The literature of synthetic chemistry is large, and it goes back well over a century. Those of us who know the field sometimes despair of the state that literature is in – it can be pretty messy – but we really shouldn’t. It’s actually far more orderly than many other fields, and it has a lot of aspects that make it intrinsically more “organizable”, not least the backbone of chemical structures that underlies it. Now, it’s for sure that not all those structures are drawn correctly and that not all those transformations of them actually work when you try them, but at least there’s a structured form to the data, as opposed to (say) the literature on rodent behavioral science or something.

This makes the chemical literature very attractive for a machine learning approach, and of course that’s just what we’ve seen in recent years. The advent of retrosynthesis software in organic chemistry is an applied example of just that, and there have been many other investigations into how to extract rules, trends, and even predictions of new reactions and substances from the existing literature. But to get any of those to work well – to get any machine learning approach to anything to work at all – you have to pay close attention to the state of the data that you’re pouring into the hopper. It needs to be reliable, well-formatted, wide-ranging, and with a good selection of both positive (here’s something that worked) and negative (here’s something that you’d think would work, but didn’t) results. All of those factors need some work, and by “some” it will be understood that I mean “sometimes a whole bunch”.

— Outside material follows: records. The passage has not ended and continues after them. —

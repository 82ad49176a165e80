use crate::catalog::Catalog;
use crate::model::Recipe;
use std::sync::Arc;

mod model;

pub use model::{IngredientList, SearchQuery};

/// Filters the catalog by free text and ingredients.
///
/// - A non-empty `term` keeps recipes whose title or summary contains it
///   (case-insensitive).
/// - Non-empty `ingredients` keeps recipes where any requested ingredient is
///   contained in any of the recipe's ingredient lines (case-insensitive).
/// - Both filters combine with AND; the term filter runs first.
/// - With neither a term nor ingredients the result is empty: there is no
///   active query.
///
/// Results keep catalog order.
///
/// # Examples
///
/// ```
/// use recipe_quest::{search, Catalog};
///
/// let catalog = Catalog::sample();
/// let results = search(&catalog, &["soy sauce"], "");
/// assert_eq!(results.len(), 1);
/// assert_eq!(results[0].title, "Asian Vegetable Stir-Fry");
/// ```
pub fn search<S: AsRef<str>>(catalog: &Catalog, ingredients: &[S], term: &str) -> Vec<Arc<Recipe>> {
    if term.is_empty() && ingredients.is_empty() {
        return Vec::new();
    }

    let term_lower = term.to_lowercase();
    let wanted: Vec<String> = ingredients
        .iter()
        .map(|i| i.as_ref().to_lowercase())
        .collect();

    catalog
        .recipes()
        .iter()
        .filter(|recipe| term_lower.is_empty() || matches_term(recipe, &term_lower))
        .filter(|recipe| wanted.is_empty() || matches_any_ingredient(recipe, &wanted))
        .cloned()
        .collect()
}

/// Title or raw summary contains the (lower-cased) term
fn matches_term(recipe: &Recipe, term_lower: &str) -> bool {
    recipe.title.to_lowercase().contains(term_lower)
        || recipe.summary.to_lowercase().contains(term_lower)
}

/// Any wanted ingredient is a substring of any ingredient line
fn matches_any_ingredient(recipe: &Recipe, wanted: &[String]) -> bool {
    let lines: Vec<String> = recipe
        .ingredients
        .iter()
        .map(|line| line.to_lowercase())
        .collect();

    wanted
        .iter()
        .any(|ingredient| lines.iter().any(|line| line.contains(ingredient.as_str())))
}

A useful way to check the reliability of a given transformation would be to see how many times it shows up in the literature. I know that the people building retrosynthesis programs think about this a lot. Einmal ist keinmal, as they say (one time is no time), and you wouldn’t want to fill up your database with a pile of one-off reactions that might not be real (or might only work under far more limited conditions than the titles of the papers might lead one to believe!) Here’s a new paper that looks into just that question of finding repeat syntheses and what that tells us about the chemical literature.

The authors, from Georgia Tech, look at the metal-organic framework (MOF) literature, and I’d say that’s a good choice. I did a fair amount of MOF work a few years ago (on the “crystalline sponge” X-ray structure idea, if you’re wondering), and if you’ve never looked at that stuff, let me tell you that the literature in that field is a massive shaggy pile. There are a zillion MOFs out there, produced under a ridiculous number of synthetic conditions, and the barrier to making new ones is extremely low. I mean it – you can step right up to your hood and within a few days make some that have never been reported before. I sure did, and it was a blast.

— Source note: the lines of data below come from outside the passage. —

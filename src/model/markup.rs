use regex::Regex;
use std::sync::OnceLock;

fn tag_pattern() -> &'static Regex {
    static TAG: OnceLock<Regex> = OnceLock::new();
    TAG.get_or_init(|| Regex::new(r"<[^>]*>").expect("tag pattern is a valid regex"))
}

/// Removes tag-like substrings (`<...>`) from display text.
///
/// Only applied at presentation time. Searching matches the raw text.
pub fn strip_markup(text: &str) -> String {
    tag_pattern().replace_all(text, "").into_owned()
}

#[cfg(test)]
mod tests {
    use super::*;

    #[test]
    fn test_strip_markup() {
        assert_eq!(strip_markup("plain text"), "plain text");
        assert_eq!(
            strip_markup("A <b>bold</b> and <a href=\"x\">linked</a> dish"),
            "A bold and linked dish"
        );
        assert_eq!(strip_markup("<p></p>"), "");
    }

    #[test]
    fn test_unclosed_tag_is_kept() {
        assert_eq!(strip_markup("5 < 6 apples"), "5 < 6 apples");
    }
}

Those things can form spectacular crystals, and what synthetic chemist doesn’t like that? I would set up a whole line of sealed vials with various combinations of metal salts, multivalent ligands, and additives and heat them up in something like DMF for a few days, and likely as not collect a series of brand-new MOFs. This accounts for the vast “stamp-collecting” literature on these things. They’re generally not that hard to collect X-ray data on (all those metal atoms!), and even a Neanderthal like me could get decent data sets, although you don’t want me to be the guy who processes and refines them. Below are some of the many that I prepared with my own hands, and I can’t tell you when I’ve had a better time in the lab. If you’re guessing cobalt as the first metal and copper as the third one, right you are. Now, getting them to do what I wanted them to do (sequester small molecules in an ordered fashion) was another topic entirely, but making crystals to try that out on? Oh, yeah. If you’re going through one of those periods where it seems that you can’t get anything to work in the lab, go make some MOFs – you’ll feel better quickly.

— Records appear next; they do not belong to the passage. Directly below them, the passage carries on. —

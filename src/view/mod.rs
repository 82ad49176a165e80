//! View state of the discovery screen.
//!
//! [`ViewController`] is a synchronous state machine over [`ViewState`];
//! every transition goes through a named action. Searches are split into
//! [`ViewController::begin_search`] and [`ViewController::complete_search`]
//! so the caller can put latency between the two. [`DiscoverySession`] does
//! that on a tokio runtime.

use crate::catalog::Catalog;
use crate::cuisine;
use crate::model::Recipe;
use std::sync::Arc;
use tracing::debug;

mod session;

pub use session::{DiscoverySession, RecipeView, SessionError, ViewSnapshot};

/// Identifies one submitted search.
///
/// Only the ticket of the most recent search may commit results.
#[derive(Debug, Clone, Copy, PartialEq, Eq, Hash)]
pub struct SearchTicket(u64);

impl SearchTicket {
    pub fn request(&self) -> u64 {
        self.0
    }
}

/// A list of recipes being shown, optionally produced by a cuisine filter.
///
/// Cloning shares the underlying list.
#[derive(Debug, Clone, PartialEq)]
pub struct ResultSet {
    recipes: Arc<[Arc<Recipe>]>,
    cuisine: Option<String>,
}

impl ResultSet {
    pub fn new(recipes: Vec<Arc<Recipe>>, cuisine: Option<String>) -> Self {
        ResultSet {
            recipes: recipes.into(),
            cuisine,
        }
    }

    pub fn recipes(&self) -> &[Arc<Recipe>] {
        &self.recipes
    }

    /// The active cuisine filter, if the list came from one.
    pub fn cuisine(&self) -> Option<&str> {
        self.cuisine.as_deref()
    }

    /// Heading shown above the list.
    pub fn title(&self) -> String {
        match &self.cuisine {
            Some(cuisine) => format!("{cuisine} Recipes"),
            None => "Search Results".to_string(),
        }
    }

    pub fn len(&self) -> usize {
        self.recipes.len()
    }

    pub fn is_empty(&self) -> bool {
        self.recipes.is_empty()
    }

    /// True if both sets share the very same list allocation.
    pub fn same_list(&self, other: &ResultSet) -> bool {
        Arc::ptr_eq(&self.recipes, &other.recipes)
    }
}

#[derive(Debug, Clone, PartialEq)]
pub enum ViewState {
    /// Cuisine explorer and featured recipes
    Browsing,
    /// A search is pending
    Searching { request: u64 },
    Results(ResultSet),
    /// A single recipe; `previous` is what `back` returns to and is never
    /// itself a `Detail`
    Detail {
        recipe: Arc<Recipe>,
        previous: Box<ViewState>,
    },
}

/// Which collaborator renders the current state.
#[derive(Debug, Clone, Copy, PartialEq, Eq, Hash)]
pub enum DisplayMode {
    Browse,
    Loading,
    Results,
    Detail,
}

#[derive(Debug, Clone)]
pub struct ViewController {
    state: ViewState,
    latest_request: u64,
}

impl Default for ViewController {
    fn default() -> Self {
        Self::new()
    }
}

impl ViewController {
    pub fn new() -> Self {
        ViewController {
            state: ViewState::Browsing,
            latest_request: 0,
        }
    }

    pub fn state(&self) -> &ViewState {
        &self.state
    }

    pub fn display_mode(&self) -> DisplayMode {
        match &self.state {
            ViewState::Browsing => DisplayMode::Browse,
            ViewState::Searching { .. } => DisplayMode::Loading,
            // an unfiltered search without hits falls back to the browse page
            ViewState::Results(results) if results.is_empty() && results.cuisine().is_none() => {
                DisplayMode::Browse
            }
            ViewState::Results(_) => DisplayMode::Results,
            ViewState::Detail { .. } => DisplayMode::Detail,
        }
    }

    /// Enters `Searching` and hands out the ticket that may commit its results.
    ///
    /// Any earlier ticket becomes stale. Returns `None` while a recipe is
    /// being viewed.
    pub fn begin_search(&mut self) -> Option<SearchTicket> {
        if matches!(self.state, ViewState::Detail { .. }) {
            debug!("Ignoring search while viewing a recipe");
            return None;
        }

        self.latest_request += 1;
        self.state = ViewState::Searching {
            request: self.latest_request,
        };
        debug!(request = self.latest_request, "Search started");
        Some(SearchTicket(self.latest_request))
    }

    /// Commits the results of a search.
    ///
    /// Applies only if `ticket` is the most recent search and the controller
    /// is still waiting for it, either directly or underneath an open recipe.
    /// Returns whether the results were committed.
    pub fn complete_search(&mut self, ticket: SearchTicket, recipes: Vec<Arc<Recipe>>) -> bool {
        if ticket.0 != self.latest_request {
            debug!(request = ticket.0, latest = self.latest_request, "Dropping stale search");
            return false;
        }

        let slot = match &mut self.state {
            ViewState::Detail { previous, .. } => &mut **previous,
            state => state,
        };
        if !matches!(*slot, ViewState::Searching { request } if request == ticket.0) {
            debug!(request = ticket.0, "Search superseded before completion");
            return false;
        }

        *slot = ViewState::Results(ResultSet::new(recipes, None));
        true
    }

    /// Shows the recipes of a cuisine. Allowed from any state.
    pub fn select_cuisine(&mut self, catalog: &Catalog, name: &str) {
        let recipes = cuisine::select_cuisine(catalog, name);
        debug!(cuisine = name, count = recipes.len(), "Cuisine selected");
        self.state = ViewState::Results(ResultSet::new(recipes, Some(name.to_string())));
    }

    /// Leaves a result list for the browse page.
    pub fn clear_filter(&mut self) -> bool {
        if !matches!(self.state, ViewState::Results(_)) {
            debug!("No results to clear");
            return false;
        }
        self.state = ViewState::Browsing;
        true
    }

    /// Opens a recipe, remembering the current state for [`back`](Self::back).
    pub fn view_details(&mut self, recipe: Arc<Recipe>) -> bool {
        if matches!(self.state, ViewState::Detail { .. }) {
            debug!(id = recipe.id, "Already viewing a recipe");
            return false;
        }

        let previous = std::mem::replace(&mut self.state, ViewState::Browsing);
        self.state = ViewState::Detail {
            recipe,
            previous: Box::new(previous),
        };
        true
    }

    /// Returns from a recipe to exactly the state it was opened from.
    pub fn back(&mut self) -> bool {
        match std::mem::replace(&mut self.state, ViewState::Browsing) {
            ViewState::Detail { previous, .. } => {
                self.state = *previous;
                true
            }
            other => {
                self.state = other;
                false
            }
        }
    }
}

The Georgia Tech team used the CoRE MOF database, a curated collection of thousands of X-ray structures in the field. They selected 130 MOFs randomly from the pre-2014 literature. The papers describing these had been cited between 8 and 168 times (average 34 citations). What they found was that most of these had never been resynthesized at all, as you might expect, while others had been made multiple times:

Only 1 material was synthesized more than 3 times: a Zn-based MOF first produced by An et al. (16) with structure code SAPBIW (common name Bio-MOF- 100) has been synthesized 7 times, including 2 instances by groups distinct from the original authors. Seven of the 130 MOFs have been resynthesized by a group distinct from the original authors, and 15 of the MOFs have been synthesized more than once by anyone.

Now that’s for direct replication – if they broaden the field to modifications of the original synthesis, 65% of the 130 MOFs had had some sort of follow-up work. It seems quite possible, they note, that many of these papers also made the original substance along the way but did not bother to report it in the actual paper, so the replication statistics are likely lower bounds. A broader analysis of the MOF literature, though, picked up a short list of substances that had had hundreds of papers written about them, and the vast majority with no direct replications at all.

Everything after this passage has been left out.